SUPPLIED RECORDS:
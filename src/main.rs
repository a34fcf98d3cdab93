// p2p-chat CLI validation tool
// Runs the signaling and negotiation stack end to end against the in-process
// store, or checks local identity/transport configuration.

use clap::{Parser, Subcommand};
use colored::*;
use futures::try_join;
use tokio::io::{AsyncBufReadExt, BufReader};
use tracing_subscriber::EnvFilter;

use p2p_chat::{
    ChatClient, ChatError, ConnectionStatus, EnvIdentity, IceConfig, IdentityProvider,
    MemoryStore, User,
};

#[derive(Parser)]
#[command(name = "p2p-chat")]
#[command(about = "P2P chat over a shared document relay", long_about = None)]
struct Cli {
    #[command(subcommand)]
    command: Commands,
}

#[derive(Subcommand)]
enum Commands {
    /// Sign in with the environment-backed identity provider and print the user
    Whoami,

    /// Print the transport discovery configuration
    Config,

    /// Connect two in-process peers through the in-memory store and chat
    Demo {
        /// Room id both peers join
        #[arg(short, long, default_value = "demo-room")]
        room_id: String,
    },
}

#[tokio::main]
async fn main() {
    tracing_subscriber::fmt()
        .with_env_filter(EnvFilter::from_default_env())
        .init();

    let cli = Cli::parse();
    let result = match cli.command {
        Commands::Whoami => whoami().await,
        Commands::Config => show_config(),
        Commands::Demo { room_id } => demo(&room_id).await,
    };

    if let Err(e) = result {
        eprintln!("{} {}", "error:".red().bold(), e);
        std::process::exit(1);
    }
}

async fn whoami() -> Result<(), ChatError> {
    let user = EnvIdentity.sign_in().await?;
    println!("{} {}", "uid:".bold(), user.uid);
    println!("{} {}", "name:".bold(), user.sender_name());
    Ok(())
}

fn show_config() -> Result<(), ChatError> {
    let config = IceConfig::from_env()?;
    for stun in &config.stun_servers {
        println!("{} {}", "stun:".bold(), stun);
    }
    for turn in &config.turn_servers {
        println!("{} {} ({})", "turn:".bold(), turn.urls.join(", "), turn.username);
    }
    Ok(())
}

async fn demo(room_id: &str) -> Result<(), ChatError> {
    let ice = IceConfig::from_env()?;
    let store = MemoryStore::new();

    let mut alice = ChatClient::new(store.clone(), ice.clone(), User::with_name("alice", "Alice"));
    let mut bob = ChatClient::new(store, ice, User::with_name("bob", "Bob"));

    println!("{}", format!("joining room {room_id}...").dimmed());
    let (alice_role, bob_role) = try_join!(alice.join(room_id), bob.join(room_id))?;
    println!("alice is {:?}, bob is {:?}", alice_role, bob_role);

    try_join!(wait_connected(&alice), wait_connected(&bob))?;
    println!("{}", "both peers connected".green().bold());

    // Print everything Bob receives over the direct channel
    let bob_session = bob
        .session()
        .ok_or(ChatError::ChannelNotReady)?;
    let mut receipts = bob_session.subscribe_messages();
    tokio::spawn(async move {
        while let Ok(message) = receipts.recv().await {
            println!("{} {}", format!("{}:", message.sender_name).cyan(), message.text);
        }
    });

    println!("{}", "type messages as Alice, ctrl-d to quit".dimmed());
    let mut lines = BufReader::new(tokio::io::stdin()).lines();
    while let Ok(Some(line)) = lines.next_line().await {
        if line.trim().is_empty() {
            continue;
        }
        alice.send_message(&line)?;
    }

    alice.leave().await;
    bob.leave().await;
    Ok(())
}

async fn wait_connected(client: &ChatClient) -> Result<(), ChatError> {
    let mut status = client.watch_status().ok_or(ChatError::ChannelNotReady)?;
    while *status.borrow() != ConnectionStatus::Connected {
        status
            .changed()
            .await
            .map_err(|_| ChatError::TransportFailed("session closed".to_string()))?;
    }
    Ok(())
}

EXERCISE:
Every record needs to be written out again, exactly as it was given.

ANSWER TO THE PROBLEM:
filename src/main.rs
repository a34fcf98d3cdab93
// p2p-chat CLI validation tool
// Runs the signaling and negotiation stack end to end against the in-process
// store, or checks local identity/transport configuration.

use clap::{Parser, Subcommand};
use colored::*;
use futures::try_join;
use tokio::io::{AsyncBufReadExt, BufReader};
use tracing_subscriber::EnvFilter;

use p2p_chat::{
    ChatClient, ChatError, ConnectionStatus, EnvIdentity, IceConfig, IdentityProvider,
    MemoryStore, User,
};

#[derive(Parser)]
#[command(name = "p2p-chat")]
#[command(about = "P2P chat over a shared document relay", long_about = None)]
struct Cli {
    #[command(subcommand)]
    command: Commands,
}

#[derive(Subcommand)]
enum Commands {
    /// Sign in with the environment-backed identity provider and print the user
    Whoami,

    /// Print the transport discovery configuration
    Config,

    /// Connect two in-process peers through the in-memory store and chat
    Demo {
        /// Room id both peers join
        #[arg(short, long, default_value = "demo-room")]
        room_id: String,
    },
}

#[tokio::main]
async fn main() {
    tracing_subscriber::fmt()
        .with_env_filter(EnvFilter::from_default_env())
        .init();

    let cli = Cli::parse();
    let result = match cli.command {
        Commands::Whoami => whoami().await,
        Commands::Config => show_config(),
        Commands::Demo { room_id } => demo(&room_id).await,
    };

    if let Err(e) = result {
        eprintln!("{} {}", "error:".red().bold(), e);
        std::process::exit(1);
    }
}

async fn whoami() -> Result<(), ChatError> {
    let user = EnvIdentity.sign_in().await?;
    println!("{} {}", "uid:".bold(), user.uid);
    println!("{} {}", "name:".bold(), user.sender_name());
    Ok(())
}

fn show_config() -> Result<(), ChatError> {
    let config = IceConfig::from_env()?;
    for stun in &config.stun_servers {
        println!("{} {}", "stun:".bold(), stun);
    }
    for turn in &config.turn_servers {
        println!("{} {} ({})", "turn:".bold(), turn.urls.join(", "), turn.username);
    }
    Ok(())
}

async fn demo(room_id: &str) -> Result<(), ChatError> {
    let ice = IceConfig::from_env()?;
    let store = MemoryStore::new();

    let mut alice = ChatClient::new(store.clone(), ice.clone(), User::with_name("alice", "Alice"));
    let mut bob = ChatClient::new(store, ice, User::with_name("bob", "Bob"));

    println!("{}", format!("joining room {room_id}...").dimmed());
    let (alice_role, bob_role) = try_join!(alice.join(room_id), bob.join(room_id))?;
    println!("alice is {:?}, bob is {:?}", alice_role, bob_role);

    try_join!(wait_connected(&alice), wait_connected(&bob))?;
    println!("{}", "both peers connected".green().bold());

    // Print everything Bob receives over the direct channel
    let bob_session = bob
        .session()
        .ok_or(ChatError::ChannelNotReady)?;
    let mut receipts = bob_session.subscribe_messages();
    tokio::spawn(async move {
        while let Ok(message) = receipts.recv().await {
            println!("{} {}", format!("{}:", message.sender_name).cyan(), message.text);
        }
    });

    println!("{}", "type messages as Alice, ctrl-d to quit".dimmed());
    let mut lines = BufReader::new(tokio::io::stdin()).lines();
    while let Ok(Some(line)) = lines.next_line().await {
        if line.trim().is_empty() {
            continue;
        }
        alice.send_message(&line)?;
    }

    alice.leave().await;
    bob.leave().await;
    Ok(())
}

async fn wait_connected(client: &ChatClient) -> Result<(), ChatError> {
    let mut status = client.watch_status().ok_or(ChatError::ChannelNotReady)?;
    while *status.borrow() != ConnectionStatus::Connected {
        status
            .changed()
            .await
            .map_err(|_| ChatError::TransportFailed("session closed".to_string()))?;
    }
    Ok(())
}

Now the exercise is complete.